Description of the task: In this exercise, return each entry exactly as given.
--- Dataset extract Enclosed Below ---
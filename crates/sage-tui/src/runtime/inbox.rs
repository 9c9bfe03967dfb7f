//! Inbox channel: every task result reaches the reducer through here.

use tokio::sync::mpsc;

use crate::events::UiEvent;

pub type UiEventSender = mpsc::UnboundedSender<UiEvent>;
pub type UiEventReceiver = mpsc::UnboundedReceiver<UiEvent>;

/// Creates the inbox. Unbounded: handlers never wait on the UI thread.
pub fn channel() -> (UiEventSender, UiEventReceiver) {
    mpsc::unbounded_channel()
}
--- End of Enclosed Dataset extract ---
Expected answer:
filename crates/sage-tui/src/runtime/inbox.rs
repository 9c9bfe03967dfb7f
//! Inbox channel: every task result reaches the reducer through here.

use tokio::sync::mpsc;

use crate::events::UiEvent;

pub type UiEventSender = mpsc::UnboundedSender<UiEvent>;
pub type UiEventReceiver = mpsc::UnboundedReceiver<UiEvent>;

/// Creates the inbox. Unbounded: handlers never wait on the UI thread.
pub fn channel() -> (UiEventSender, UiEventReceiver) {
    mpsc::unbounded_channel()
}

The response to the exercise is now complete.